Parekh Natasha, Jarlenski Marian, Kelley David
University of Pittsburgh School of Medicine, 200 Lothrop Street, Suite 933 W, Pittsburgh, PA, 15213, USA.
Health Policy Institute, University of Pittsburgh, Pittsburgh, USA.
Matern Child Health J. 2018 Mar;22(3):429-437. doi: 10.1007/s10995-017-2410-0.

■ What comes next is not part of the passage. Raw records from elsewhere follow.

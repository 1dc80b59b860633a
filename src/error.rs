use thiserror::Error;

#[derive(Debug, Error)]
pub enum ExportError {
    #[error("IO error: {0}")]
    Io(#[from] std::io::Error),
    #[error("Image operation failed: {0}")]
    Image(#[from] image::ImageError),
}
use chrono::NaiveDate;
use extrato_core::Amount;
use serde::Serialize;
use std::fmt;

use crate::error::ScanError;
use crate::period::StatementPeriod;

/// A closed record as it leaves the normalizer (bank-agnostic, not yet tagged
/// with its source document).
#[derive(Debug, Clone, PartialEq, Eq, Serialize)]
pub struct StatementRecord {
    pub date: NaiveDate,
    pub description: String,
    pub amount: Amount,
    pub document_number: Option<String>,
    /// 1-based line that closed the record.
    pub line: usize,
}

/// Why an open record (or a single line) produced nothing.
#[derive(Debug, Clone, PartialEq, Eq)]
pub enum SkipReason {
    Token(ScanError),
    /// A new date arrived before any amount closed the record.
    AbandonedByDate,
    /// An amount arrived with nothing accumulated.
    EmptyDescription,
    /// Description matched an exclusion keyword or a noise pattern.
    Excluded(String),
    ZeroAmount,
    /// Input ended while the record was still open.
    Unterminated,
}

impl fmt::Display for SkipReason {
    fn fmt(&self, f: &mut fmt::Formatter<'_>) -> fmt::Result {
        match self {
            SkipReason::Token(e) => write!(f, "{e}"),
            SkipReason::AbandonedByDate => write!(f, "abandoned by a new date"),
            SkipReason::EmptyDescription => write!(f, "empty description"),
            SkipReason::Excluded(keyword) => write!(f, "excluded by {keyword:?}"),
            SkipReason::ZeroAmount => write!(f, "zero amount"),
            SkipReason::Unterminated => write!(f, "no amount before end of document"),
        }
    }
}

#[derive(Debug, Clone, PartialEq, Eq)]
pub struct SkippedRecord {
    pub line: usize,
    pub reason: SkipReason,
}

/// Everything one document scan produced.
#[derive(Debug, Clone, Default)]
pub struct ScanOutcome {
    pub records: Vec<StatementRecord>,
    pub skipped: Vec<SkippedRecord>,
    pub period: Option<StatementPeriod>,
}

impl ScanOutcome {
    pub fn is_empty(&self) -> bool {
        self.records.is_empty()
    }
}
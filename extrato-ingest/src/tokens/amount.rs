//! Monetary token recognition for Brazilian numerals (`R$ 1.234,56`).
//!
//! The sign is read only from the marker the institution prints, following
//! the adapter's [`SignConvention`].

use extrato_core::Amount;
use regex::Regex;
use serde::{Deserialize, Serialize};

use crate::error::ScanError;

const NUMERAL: &str = r"(?:\d{1,3}(?:\.\d{3})+|\d+),\d{2}";

#[derive(Debug, Clone, Copy, PartialEq, Eq, Default, Serialize, Deserialize)]
#[serde(rename_all = "snake_case")]
pub enum SignConvention {
    /// `-1.234,56`, `-R$ 1.234,56`, `R$ -1.234,56`
    #[default]
    LeadingMinus,
    /// `1.234,56-` / `1.234,56+`
    TrailingMarker,
    /// `1.234,56 C` (credit) / `1.234,56 D` (debit)
    LetterSuffix,
}

/// Where a monetary token may sit in a line.
#[derive(Debug, Clone, Copy, PartialEq, Eq, Default, Serialize, Deserialize)]
#[serde(rename_all = "snake_case")]
pub enum AmountPlacement {
    /// The line is nothing but the amount.
    #[default]
    WholeLine,
    /// The amount ends the line; text before it is description.
    LineEnd,
    /// First amount in the line; text before it is description, anything
    /// after it (running balances) is dropped.
    Anywhere,
}

#[derive(Debug, Clone, Copy, PartialEq, Eq)]
pub struct AmountToken {
    pub amount: Amount,
    /// Byte offset where the token (including its leading blank) starts.
    pub start: usize,
    pub end: usize,
}

#[derive(Debug, Clone)]
pub struct AmountRecognizer {
    re: Regex,
    sign: SignConvention,
}

impl AmountRecognizer {
    pub fn new(
        sign: SignConvention,
        placement: AmountPlacement,
        require_symbol: bool,
    ) -> Result<Self, regex::Error> {
        let symbol = if require_symbol {
            r"R\$\s*"
        } else {
            r"(?:R\$\s*)?"
        };
        let body = match sign {
            SignConvention::LeadingMinus => {
                format!(r"(?P<lead>-)?\s*{symbol}(?P<inner>-)?\s*(?P<num>{NUMERAL})")
            }
            SignConvention::TrailingMarker => {
                format!(r"{symbol}(?P<num>{NUMERAL})\s?(?P<mark>[+-])?")
            }
            SignConvention::LetterSuffix => {
                format!(r"{symbol}(?P<num>{NUMERAL})\s?(?P<mark>[CD])?")
            }
        };
        let pattern = match placement {
            AmountPlacement::WholeLine => format!(r"^{body}$"),
            AmountPlacement::LineEnd => format!(r"(?:^|\s){body}$"),
            AmountPlacement::Anywhere => format!(r"(?:^|\s){body}(?:\s|$)"),
        };

        Ok(Self {
            re: Regex::new(&pattern)?,
            sign,
        })
    }

    /// `None` when the text carries no amount. `Some(Err(_))` when the digits
    /// match the shape but cannot be held as a fixed-point value.
    pub fn recognize(&self, text: &str) -> Option<Result<AmountToken, ScanError>> {
        let caps = self.re.captures(text)?;
        let whole = caps.get(0)?;
        let numeral = caps.name("num")?.as_str();

        let amount = match Amount::from_brazilian(numeral) {
            Ok(a) => a,
            Err(_) => {
                return Some(Err(ScanError::UnrecognizedAmount(
                    whole.as_str().trim().to_string(),
                )));
            }
        };

        let negative = match self.sign {
            SignConvention::LeadingMinus => {
                caps.name("lead").is_some() || caps.name("inner").is_some()
            }
            SignConvention::TrailingMarker | SignConvention::LetterSuffix => {
                matches!(caps.name("mark").map(|m| m.as_str()), Some("-") | Some("D"))
            }
        };

        Some(Ok(AmountToken {
            amount: if negative { amount.negate() } else { amount },
            start: whole.start(),
            end: whole.end(),
        }))
    }
}

#[cfg(test)]
mod tests {
    use super::*;

    fn cents(c: i64) -> Amount {
        Amount::from_cents(c)
    }

    fn whole(sign: SignConvention) -> AmountRecognizer {
        AmountRecognizer::new(sign, AmountPlacement::WholeLine, false).unwrap()
    }

    fn amount_of(r: &AmountRecognizer, text: &str) -> Amount {
        r.recognize(text).unwrap().unwrap().amount
    }

    #[test]
    fn test_plain_numeral() {
        let r = whole(SignConvention::LeadingMinus);
        assert_eq!(amount_of(&r, "1.234,56"), cents(123456));
        assert_eq!(amount_of(&r, "1234,56"), cents(123456));
        assert_eq!(amount_of(&r, "0,00"), cents(0));
    }

    #[test]
    fn test_leading_minus_variants() {
        let r = whole(SignConvention::LeadingMinus);
        assert_eq!(amount_of(&r, "-1.234,56"), cents(-123456));
        assert_eq!(amount_of(&r, "- 1.234,56"), cents(-123456));
        assert_eq!(amount_of(&r, "-R$ 1.234,56"), cents(-123456));
        assert_eq!(amount_of(&r, "R$ -1.234,56"), cents(-123456));
        assert_eq!(amount_of(&r, "R$1.234,56"), cents(123456));
    }

    #[test]
    fn test_trailing_marker() {
        let r = whole(SignConvention::TrailingMarker);
        assert_eq!(amount_of(&r, "1.234,56-"), cents(-123456));
        assert_eq!(amount_of(&r, "1.234,56+"), cents(123456));
        assert_eq!(amount_of(&r, "1.234,56"), cents(123456));
        assert!(r.recognize("-1.234,56").is_none());
    }

    #[test]
    fn test_letter_suffix() {
        let r = whole(SignConvention::LetterSuffix);
        assert_eq!(amount_of(&r, "1.234,56D"), cents(-123456));
        assert_eq!(amount_of(&r, "1.234,56C"), cents(123456));
        assert_eq!(amount_of(&r, "1.234,56 D"), cents(-123456));
        assert!(r.recognize("1.234,56X").is_none());
    }

    #[test]
    fn test_malformed_numerals_are_no_match() {
        let r = whole(SignConvention::LeadingMinus);
        for text in ["1.234,5", "1.234,567", "1,234.56", "12.34,56", "1.234", "abc", ""] {
            assert!(r.recognize(text).is_none(), "{text:?} should not match");
        }
    }

    #[test]
    fn test_required_symbol() {
        let r = AmountRecognizer::new(SignConvention::LeadingMinus, AmountPlacement::Anywhere, true)
            .unwrap();
        assert!(r.recognize("PIX 10,00").is_none());
        let tok = r.recognize("Pix recebido: Fulano R$ 100,00 R$ 1.100,00").unwrap().unwrap();
        assert_eq!(tok.amount, cents(10000));
        assert_eq!(&"Pix recebido: Fulano R$ 100,00 R$ 1.100,00"[..tok.start], "Pix recebido: Fulano");
    }

    #[test]
    fn test_line_end_splits_description() {
        let r = AmountRecognizer::new(SignConvention::TrailingMarker, AmountPlacement::LineEnd, false)
            .unwrap();
        let text = "TARIFA PACOTE 1.000,00 45,90-";
        let tok = r.recognize(text).unwrap().unwrap();
        assert_eq!(tok.amount, cents(-4590));
        assert_eq!(&text[..tok.start], "TARIFA PACOTE 1.000,00");
        assert!(r.recognize("TARIFA 45,90- EXTRA").is_none());
    }

    #[test]
    fn test_anywhere_takes_first_amount() {
        let r = AmountRecognizer::new(SignConvention::LeadingMinus, AmountPlacement::Anywhere, false)
            .unwrap();
        let text = "PIX ENVIADO 123456 -250,00 9.750,00";
        let tok = r.recognize(text).unwrap().unwrap();
        assert_eq!(tok.amount, cents(-25000));
        assert_eq!(&text[..tok.start], "PIX ENVIADO 123456");
        assert!(r.recognize("REF 10,00%").is_none());
    }

    #[test]
    fn test_canonical_brazilian_form_reparses() {
        let r = whole(SignConvention::LeadingMinus);
        for c in [0_i64, 5, -5, 123456, -123456, 99_999_999] {
            let a = cents(c);
            let shown = a.format(&extrato_core::MoneyFormat::brazilian_numeral());
            assert_eq!(amount_of(&r, &shown), a, "{shown}");
            let with_symbol = a.format(&extrato_core::MoneyFormat::brl());
            assert_eq!(amount_of(&r, &with_symbol), a, "{with_symbol}");
        }
    }
}
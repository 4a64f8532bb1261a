//! Caixa: `DD/MM/YYYY NNNNNN history 1.234,56 C 9.999,99 C`; the six-digit
//! document number opens the description and the balance trails the amount.

use super::strings;
use crate::adapter::{AdapterSpec, ColumnSchema};
use crate::tokens::{AmountPlacement, DateGrammar, DatePlacement, SignConvention};

pub fn spec() -> AdapterSpec {
    AdapterSpec {
        date_grammars: vec![DateGrammar::FullNumeric],
        date_placement: DatePlacement::LineStart,
        sign: SignConvention::LetterSuffix,
        amount_placement: AmountPlacement::Anywhere,
        document_number: Some(r"^(\d{6})\b".to_string()),
        exclusion_keywords: strings(&["saldo"]),
        columns: ColumnSchema {
            date: "Data Mov.".to_string(),
            description: "Histórico".to_string(),
            amount: "Valor".to_string(),
            document_number: Some("Nr. Doc.".to_string()),
            ..ColumnSchema::default()
        },
        ..AdapterSpec::new("caixa", "Caixa Econômica Federal")
    }
}

#[cfg(test)]
mod tests {
    use super::*;
    use crate::institutions::fixture::{row, rows, scan};

    #[test]
    fn test_caixa_statement() {
        let text = r#"
Data Mov. Nr. Doc. Histórico Valor Saldo
01/03/2024 000000 SALDO ANTERIOR 0,00 C 1.000,00 C
04/03/2024 041530 CRED PIX 1.250,00 C 2.250,00 C
05/03/2024 051200 DEB TARIFA 32,00 D 2.218,00 C
"#;
        let out = scan(spec(), text);
        assert_eq!(
            rows(&out),
            vec![
                row("04/03/2024", "CRED PIX", "1250.00"),
                row("05/03/2024", "DEB TARIFA", "-32.00"),
            ]
        );
        assert_eq!(out.records[0].document_number.as_deref(), Some("041530"));
    }
}
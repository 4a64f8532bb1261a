//! extrato-ingest: turns statement text into transaction records.
//!
//! Lines come from a [`LineSource`]; an [`AdapterSpec`] (built in or user
//! supplied) describes one institution's layout; [`scan_lines`] runs the
//! shared state machine over them.

pub mod accumulator;
pub mod adapter;
pub mod error;
pub mod institutions;
pub mod line;
pub mod noise;
pub mod period;
pub mod registry;
pub mod source;
pub mod tokens;
pub mod types;

mod normalize;

pub use accumulator::{scan_lines, scan_text, ScanOptions};
pub use adapter::{
    AdapterSpec, AfterClose, AmountPosition, ColumnSchema, FormatAdapter, OpenRecordDatePolicy,
    Polarity, PolarityMarker, ZeroAmountPolicy,
};
pub use error::{AdapterError, DocumentReadError, ScanError};
pub use line::{group_rows, lines_from_text, Line, PositionedWord};
pub use noise::NoiseClassifier;
pub use period::{StatementPeriod, YearRule};
pub use registry::AdapterRegistry;
pub use source::{LineSource, TextDocument, TextFile, WordsFile};
pub use types::{ScanOutcome, SkipReason, SkippedRecord, StatementRecord};
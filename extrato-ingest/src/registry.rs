//! Static mapping from institution id to compiled adapter.

use std::collections::BTreeMap;

use crate::adapter::{AdapterSpec, FormatAdapter};
use crate::error::AdapterError;
use crate::institutions::builtin_specs;

#[derive(Debug, Clone, Default)]
pub struct AdapterRegistry {
    adapters: BTreeMap<String, FormatAdapter>,
}

impl AdapterRegistry {
    pub fn empty() -> Self {
        Self::default()
    }

    /// Every built-in institution.
    pub fn builtin() -> Result<Self, AdapterError> {
        let mut registry = Self::empty();
        for spec in builtin_specs() {
            registry.insert(spec)?;
        }
        Ok(registry)
    }

    /// Compile and add `spec`, replacing any adapter with the same id.
    pub fn insert(&mut self, spec: AdapterSpec) -> Result<&FormatAdapter, AdapterError> {
        let adapter = FormatAdapter::compile(spec)?;
        let id = adapter.id().to_string();
        self.adapters.insert(id.clone(), adapter);
        self.get(&id)
    }

    pub fn get(&self, id: &str) -> Result<&FormatAdapter, AdapterError> {
        let key = id.trim().to_lowercase();
        self.adapters
            .get(&key)
            .ok_or_else(|| AdapterError::Unknown(id.to_string()))
    }

    pub fn ids(&self) -> impl Iterator<Item = &str> {
        self.adapters.keys().map(String::as_str)
    }

    pub fn iter(&self) -> impl Iterator<Item = &FormatAdapter> {
        self.adapters.values()
    }

    pub fn len(&self) -> usize {
        self.adapters.len()
    }

    pub fn is_empty(&self) -> bool {
        self.adapters.is_empty()
    }
}
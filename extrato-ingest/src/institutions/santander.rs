//! Santander: date line, description lines, and a closing line with the
//! amount and the running balance. When two six-digit groups are printed the
//! second one is the document number; a lone group stays in the description.

use super::strings;
use crate::adapter::{AdapterSpec, ColumnSchema};
use crate::tokens::AmountPlacement;

pub fn spec() -> AdapterSpec {
    AdapterSpec {
        amount_placement: AmountPlacement::Anywhere,
        document_number: Some(r"\b\d{6}\b.*?\b(\d{6})\b".to_string()),
        exclusion_keywords: strings(&["saldo"]),
        columns: ColumnSchema {
            document_number: Some("Documento".to_string()),
            ..ColumnSchema::default()
        },
        ..AdapterSpec::new("santander", "Santander")
    }
}
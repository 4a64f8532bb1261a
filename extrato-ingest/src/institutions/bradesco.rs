//! Bradesco (Net Empresa): date alone on a line, then description/amount
//! pairs for that day. A running balance may follow the amount.

use super::{columns, strings};
use crate::adapter::{AdapterSpec, AfterClose};
use crate::tokens::{AmountPlacement, DateGrammar, DatePlacement, SignConvention};

pub fn spec() -> AdapterSpec {
    AdapterSpec {
        date_grammars: vec![DateGrammar::FullNumeric],
        date_placement: DatePlacement::WholeLine,
        sign: SignConvention::LeadingMinus,
        amount_placement: AmountPlacement::Anywhere,
        noise: strings(&[
            r"Folha \d+/\d+",
            r"Extrato Mensal\s*/\s*Por Per[íi]odo",
            r"CNPJ[:\s]*\d{2}\.\d{3}\.\d{3}/\d{4}-\d{2}",
            r"Nome do usu[áa]rio:",
            r"Data da opera[çc][ãa]o: \d{2}/\d{2}/\d{4}",
            r"bradesco",
            r"net empresa",
            r"Assistente de IA",
            r"\b(SALDO|TOTAL)\b",
        ]),
        after_close: AfterClose::KeepDate,
        columns: columns("Data", "Lançamento", "Valor (R$)"),
        ..AdapterSpec::new("bradesco", "Bradesco")
    }
}
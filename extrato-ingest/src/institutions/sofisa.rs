//! Sofisa Direto: `DD/MM/YY` rows; the amount may sit on a continuation line.

use super::{columns, strings};
use crate::adapter::AdapterSpec;
use crate::tokens::{AmountPlacement, DateGrammar, DatePlacement};

pub fn spec() -> AdapterSpec {
    AdapterSpec {
        date_grammars: vec![DateGrammar::TwoDigitYear],
        date_placement: DatePlacement::LineStart,
        amount_placement: AmountPlacement::Anywhere,
        noise: strings(&[
            r"^Saldo dispon[íi]vel em \d{2}/\d{2}/\d{2}",
            "Atualizado em",
            r"Extrato por per[íi]odo",
            r"Entradas/Sa[íi]das",
            "Saldo em conta",
            "Valor Bloqueado",
            r"Cheque F[áa]cil",
            "Saldo Bloqueado",
            "Cliente :",
            r"Ag[êe]ncia:",
            "Conta:",
            r"https?://",
            r"^\d{2}/\d{2}/\d{4}$",
            r"^\d{2}/\d{2}/\d{4},\s*\d{2}:\d{2}",
        ]),
        columns: columns("Data", "Lançamentos", "Valor (R$)"),
        ..AdapterSpec::new("sofisa", "Sofisa Direto")
    }
}

#[cfg(test)]
mod tests {
    use super::*;
    use crate::institutions::fixture::{row, rows, scan};

    #[test]
    fn test_sofisa_statement() {
        let text = r#"
Extrato por período
Cliente : EMPRESA X
04/03/24 TED RECEBIDA
EMPRESA Y LTDA 10.000,00
05/03/24 PAGAMENTO PIX -2.345,67
https://www.sofisadireto.com.br
"#;
        let out = scan(spec(), text);
        assert_eq!(
            rows(&out),
            vec![
                row("04/03/2024", "TED RECEBIDA EMPRESA Y LTDA", "10000.00"),
                row("05/03/2024", "PAGAMENTO PIX", "-2345.67"),
            ]
        );
    }
}
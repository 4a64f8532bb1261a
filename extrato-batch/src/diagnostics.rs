//! Optional dump of the lines each document produced, for debugging layouts.

use std::fs;
use std::io::{self, Write};
use std::path::{Path, PathBuf};

use extrato_ingest::Line;

/// Receives the raw lines of every document before scanning.
///
/// Failures here are logged by the runner and never abort a batch.
pub trait DiagnosticSink {
    fn record_lines(&mut self, document: &str, lines: &[Line]) -> io::Result<()>;
}

/// Writes `<dir>/<document>.lines.txt`, one numbered line per row.
#[derive(Debug, Clone)]
pub struct DumpLinesDir {
    dir: PathBuf,
}

impl DumpLinesDir {
    pub fn new(dir: impl Into<PathBuf>) -> Self {
        Self { dir: dir.into() }
    }

    pub fn dir(&self) -> &Path {
        &self.dir
    }

    fn file_for(&self, document: &str) -> PathBuf {
        let stem = Path::new(document)
            .file_name()
            .map(|n| n.to_string_lossy().into_owned())
            .unwrap_or_else(|| document.replace(['/', '\\'], "_"));
        self.dir.join(format!("{stem}.lines.txt"))
    }
}

impl DiagnosticSink for DumpLinesDir {
    fn record_lines(&mut self, document: &str, lines: &[Line]) -> io::Result<()> {
        fs::create_dir_all(&self.dir)?;
        let path = self.file_for(document);
        let mut out = io::BufWriter::new(fs::File::create(&path)?);
        for (i, line) in lines.iter().enumerate() {
            match line.x {
                Some(x) => writeln!(out, "{:>5} [{x:>7.1}] {}", i + 1, line.text)?,
                None => writeln!(out, "{:>5} {}", i + 1, line.text)?,
            }
        }
        out.flush()?;
        tracing::debug!(path = %path.display(), lines = lines.len(), "dumped lines");
        Ok(())
    }
}
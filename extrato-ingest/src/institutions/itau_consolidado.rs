//! Itaú consolidated statement: rows start after the movement table header,
//! `DD/MM` dates with the year taken from the first page, trailing `-` on
//! debits and a balance column after the amount.

use super::{columns, strings};
use crate::adapter::{AdapterSpec, AfterClose};
use crate::period::YearRule;
use crate::tokens::{AmountPlacement, DateGrammar, DatePlacement, SignConvention};

pub fn spec() -> AdapterSpec {
    AdapterSpec {
        date_grammars: vec![DateGrammar::ShortNumeric],
        date_placement: DatePlacement::LineStart,
        sign: SignConvention::TrailingMarker,
        amount_placement: AmountPlacement::Anywhere,
        section_start: strings(&[
            r"data descri[çc][ãa]o entradas r\$ sa[íi]das r\$ saldo",
            r"\(cr[ée]ditos\) \(d[ée]bitos\)",
            r"conta corrente \| movimenta[çc][ãa]o",
        ]),
        noise: strings(&[
            "saldo",
            "realce",
            "extrato mensal",
            "notas explicativas",
            "limite contratado",
            r"data da pr[óo]xima renova[çc][ãa]o",
            "juros",
            r"\biof\b",
            "custo efetivo total",
            r"totalizador de aplica[çc][õo]es autom[áa]ticas",
            r"principal bruto l[íi]quido",
            "historico",
            r"movimenta[çc][ãa]o - aplica[çc][õo]es",
            r"resumo - m[êe]s",
            "na conta corrente",
            "principal",
            "total",
            "lis adicional",
            r"lis receb[íi]veis",
        ]),
        year_rule: YearRule::Header {
            pattern: r"\b(?P<year>20\d{2})\b".to_string(),
        },
        after_close: AfterClose::KeepDate,
        columns: columns("Data", "Descrição", "Valor (R$)"),
        ..AdapterSpec::new("itau_consolidado", "Itaú (extrato consolidado)")
    }
}
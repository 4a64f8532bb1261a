//! XP Investimentos: `DD/MM/YYYY history R$ amount R$ balance`, the history
//! sometimes wrapping onto the next line.

use super::{columns, strings};
use crate::adapter::AdapterSpec;
use crate::tokens::{AmountPlacement, DateGrammar, DatePlacement, SignConvention};

pub fn spec() -> AdapterSpec {
    AdapterSpec {
        date_grammars: vec![DateGrammar::FullNumeric],
        date_placement: DatePlacement::LineStart,
        sign: SignConvention::LeadingMinus,
        amount_placement: AmountPlacement::Anywhere,
        require_currency_symbol: true,
        exclusion_keywords: strings(&["saldo"]),
        columns: columns("Data", "Histórico", "Valor (R$)"),
        ..AdapterSpec::new("xp", "XP Investimentos")
    }
}
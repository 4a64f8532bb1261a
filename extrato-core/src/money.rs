//! Fixed-point money amounts and the formats used to display them.
//!
//! Amounts are always held at scale 2. Display conventions are an explicit
//! [`MoneyFormat`] value handed to whoever renders them; nothing here reads or
//! changes process-wide locale state.

use rust_decimal::Decimal;
use serde::{Deserialize, Serialize};
use std::fmt;
use std::str::FromStr;
use thiserror::Error;

#[derive(Debug, Clone, PartialEq, Eq, Error)]
pub enum AmountError {
    #[error("malformed amount: {0:?}")]
    Malformed(String),
    #[error("amount out of range: {0:?}")]
    OutOfRange(String),
}

/// Signed monetary value with exactly two fractional digits.
#[derive(Debug, Clone, Copy, PartialEq, Eq, PartialOrd, Ord, Hash, Serialize, Deserialize)]
#[serde(from = "Decimal", into = "Decimal")]
pub struct Amount(Decimal);

impl Amount {
    pub fn zero() -> Self {
        Self(Decimal::new(0, 2))
    }

    pub fn from_cents(cents: i64) -> Self {
        Self(Decimal::new(cents, 2))
    }

    /// Round half away from zero to two places and pin the scale.
    pub fn from_decimal(value: Decimal) -> Self {
        let mut value =
            value.round_dp_with_strategy(2, rust_decimal::RoundingStrategy::MidpointAwayFromZero);
        value.rescale(2);
        if value.is_zero() {
            return Self::zero();
        }
        Self(value)
    }

    /// Parse an unsigned Brazilian numeral: `.` thousands groups, `,` and
    /// exactly two decimal digits (`1.234,56`, `1234,56`, `0,00`).
    pub fn from_brazilian(numeral: &str) -> Result<Self, AmountError> {
        let numeral = numeral.trim();
        let (integer, fraction) = numeral
            .split_once(',')
            .ok_or_else(|| AmountError::Malformed(numeral.to_string()))?;

        if integer.is_empty()
            || fraction.len() != 2
            || !fraction.chars().all(|c| c.is_ascii_digit())
            || !integer.chars().all(|c| c.is_ascii_digit() || c == '.')
            || integer.starts_with('.')
            || integer.ends_with('.')
        {
            return Err(AmountError::Malformed(numeral.to_string()));
        }

        let digits: String = integer.chars().filter(|c| *c != '.').collect();
        let canonical = format!("{digits}.{fraction}");
        let value = Decimal::from_str(&canonical)
            .map_err(|_| AmountError::OutOfRange(numeral.to_string()))?;
        Ok(Self::from_decimal(value))
    }

    pub fn as_decimal(&self) -> Decimal {
        self.0
    }

    pub fn is_zero(&self) -> bool {
        self.0.is_zero()
    }

    /// Debits are negative
    pub fn is_debit(&self) -> bool {
        self.0.is_sign_negative() && !self.0.is_zero()
    }

    pub fn is_credit(&self) -> bool {
        self.0.is_sign_positive() && !self.0.is_zero()
    }

    pub fn abs(&self) -> Self {
        Self(self.0.abs())
    }

    pub fn negate(&self) -> Self {
        if self.is_zero() {
            return *self;
        }
        Self(-self.0)
    }

    /// Force the amount negative regardless of how it was printed.
    pub fn as_debit(&self) -> Self {
        self.abs().negate()
    }

    /// Render with an explicit display convention.
    pub fn format(&self, format: &MoneyFormat) -> String {
        let canonical = self.abs().0.to_string();
        let (integer, fraction) = canonical.split_once('.').unwrap_or((canonical.as_str(), "00"));

        let mut grouped = String::with_capacity(integer.len() + integer.len() / 3);
        for (i, ch) in integer.chars().enumerate() {
            if i > 0 && (integer.len() - i) % 3 == 0 {
                if let Some(sep) = format.thousands_separator {
                    grouped.push(sep);
                }
            }
            grouped.push(ch);
        }

        let mut out = String::new();
        if self.is_debit() {
            out.push('-');
        }
        if let Some(symbol) = &format.symbol {
            out.push_str(symbol);
            out.push(' ');
        }
        out.push_str(&grouped);
        out.push(format.decimal_separator);
        out.push_str(fraction);
        out
    }
}

impl From<Decimal> for Amount {
    fn from(value: Decimal) -> Self {
        Self::from_decimal(value)
    }
}

impl From<Amount> for Decimal {
    fn from(value: Amount) -> Self {
        value.0
    }
}

/// Canonical form: optional `-`, digits, `.`, exactly two digits.
impl FromStr for Amount {
    type Err = AmountError;

    fn from_str(s: &str) -> Result<Self, Self::Err> {
        let body = s.strip_prefix('-').unwrap_or(s);
        let well_formed = body
            .split_once('.')
            .map(|(int, frac)| {
                !int.is_empty()
                    && int.chars().all(|c| c.is_ascii_digit())
                    && frac.len() == 2
                    && frac.chars().all(|c| c.is_ascii_digit())
            })
            .unwrap_or(false);
        if !well_formed {
            return Err(AmountError::Malformed(s.to_string()));
        }
        let value = Decimal::from_str(s).map_err(|_| AmountError::OutOfRange(s.to_string()))?;
        Ok(Self::from_decimal(value))
    }
}

impl fmt::Display for Amount {
    fn fmt(&self, f: &mut fmt::Formatter<'_>) -> fmt::Result {
        write!(f, "{}", self.0)
    }
}

/// How amounts are rendered for people and spreadsheets.
#[derive(Debug, Clone, PartialEq, Eq, Serialize, Deserialize)]
#[serde(default)]
pub struct MoneyFormat {
    pub decimal_separator: char,
    pub thousands_separator: Option<char>,
    pub symbol: Option<String>,
}

impl MoneyFormat {
    /// `R$ 1.234,56`
    pub fn brl() -> Self {
        Self {
            decimal_separator: ',',
            thousands_separator: Some('.'),
            symbol: Some("R$".to_string()),
        }
    }

    /// `1.234,56`
    pub fn brazilian_numeral() -> Self {
        Self {
            symbol: None,
            ..Self::brl()
        }
    }
}

/// Canonical machine form: `1234.56`
impl Default for MoneyFormat {
    fn default() -> Self {
        Self {
            decimal_separator: '.',
            thousands_separator: None,
            symbol: None,
        }
    }
}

Objectives Pennsylvania's maternal mortality, infant mortality, and preterm birth rates rank 24th, 35th, and 25th in the country, and are higher among racial and ethnic minorities. Provision of prenatal and postpartum care represents one way to improve these outcomes. We assessed the extent of disparities in the provision and timeliness of prenatal and postpartum care for women enrolled in Pennsylvania Medicaid. Methods We performed a cross-sectional evaluation of representative samples of women who delivered live births from November 2011 to 2015. Our outcomes were three binary effectiveness-of-care measures: prenatal care timeliness, frequency of prenatal care, and postpartum care timeliness. Pennsylvania's Managed Care Organizations (MCOs) were required to submit these outcomes to the state after reviewing administrative and medical records through a standardized, validated sampling process. We assessed for differences in outcomes by race, ethnicity, region, year, and MCO using logistic regression. Results We analyzed data for 12,228 women who were 49% White, 31% Black/African American, 4% Asian, and 15% Hispanic/Latina. Compared to Black/African American women, white and Asian women had higher odds of prenatal and postpartum care. Hispanic/Latina women had higher frequency of prenatal care than non-Hispanic women. Pennsylvania's Southeast had lower prenatal care and Northwest had lower postpartum care than other regions. Prenatal care significantly decreased in 2014 and increased in 2015. We observed differences between MCOs, and as MCO performance diminished, racial disparities within each plan widened. We explored hypotheses for observed disparities in secondary analyses. Conclusions for Practice Our data demonstrate that interventions should address disparities by race, region, and MCO in equity-promoting measures.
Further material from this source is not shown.